# Work instructions
Lines containing "InnovationOfficer" should be pulled from the material below.

# Information given

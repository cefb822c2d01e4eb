use serde::{Deserialize, Serialize};

use crate::error::{Error, Result};

#[derive(Debug, Clone, Copy, PartialEq, Eq, Serialize, Deserialize)]
#[serde(rename_all = "snake_case")]
pub enum Role {
    SystemAdmin,
    Management,
    InnovationOfficer,
    Teacher,
    Student,
}

impl Role {
    pub fn as_str(self) -> &'static str {
        match self {
            Role::SystemAdmin => "system_admin",
            Role::Management => "management",
            Role::InnovationOfficer => "innovation_officer",
            Role::Teacher => "teacher",
            Role::Student => "student",
        }
    }

    pub fn parse(raw: &str) -> Option<Self> {
        match raw.trim().to_ascii_lowercase().as_str() {
            "system_admin" | "admin" => Some(Role::SystemAdmin),
            "management" => Some(Role::Management),
            "innovation_officer" | "officer" => Some(Role::InnovationOfficer),
            "teacher" => Some(Role::Teacher),
            "student" => Some(Role::Student),
            _ => None,
        }
    }
}

/// Identity of whoever drives a wizard, as decoded from the bearer token.
#[derive(Debug, Clone, PartialEq, Eq)]
pub struct CallerContext {
    pub user_id: String,
    pub role: Role,
    pub institution_id: Option<String>,
}

/// Where a caller may publish. Every scope mutation and every finalize
/// consults this one value.
#[derive(Debug, Clone, PartialEq, Eq)]
pub enum PublishingCapability {
    AnyInstitution,
    SingleInstitution(String),
    Denied,
}

impl CallerContext {
    pub fn new(user_id: impl Into<String>, role: Role, institution_id: Option<String>) -> Self {
        Self {
            user_id: user_id.into(),
            role,
            institution_id,
        }
    }

    pub fn publishing_capability(&self) -> PublishingCapability {
        match (self.role, &self.institution_id) {
            (Role::SystemAdmin, _) => PublishingCapability::AnyInstitution,
            (Role::Student, _) => PublishingCapability::Denied,
            (_, Some(institution_id)) => {
                PublishingCapability::SingleInstitution(institution_id.clone())
            }
            (_, None) => PublishingCapability::Denied,
        }
    }

    pub fn ensure_can_author(&self) -> Result<()> {
        if self.publishing_capability() == PublishingCapability::Denied {
            return Err(Error::Authorization(format!(
                "Role {} cannot author assessments",
                self.role.as_str()
            )));
        }
        Ok(())
    }
}

impl PublishingCapability {
    pub fn permits(&self, institution_id: &str) -> bool {
        match self {
            PublishingCapability::AnyInstitution => true,
            PublishingCapability::SingleInstitution(own) => own == institution_id,
            PublishingCapability::Denied => false,
        }
    }

    pub fn check(&self, institution_id: &str) -> Result<()> {
        if self.permits(institution_id) {
            return Ok(());
        }
        tracing::warn!(institution_id, "Publishing outside caller scope rejected");
        Err(Error::Authorization(format!(
            "Not allowed to publish to institution {}",
            institution_id
        )))
    }
}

# Solution for this task
    InnovationOfficer,
            Role::InnovationOfficer => "innovation_officer",
            "innovation_officer" | "officer" => Some(Role::InnovationOfficer),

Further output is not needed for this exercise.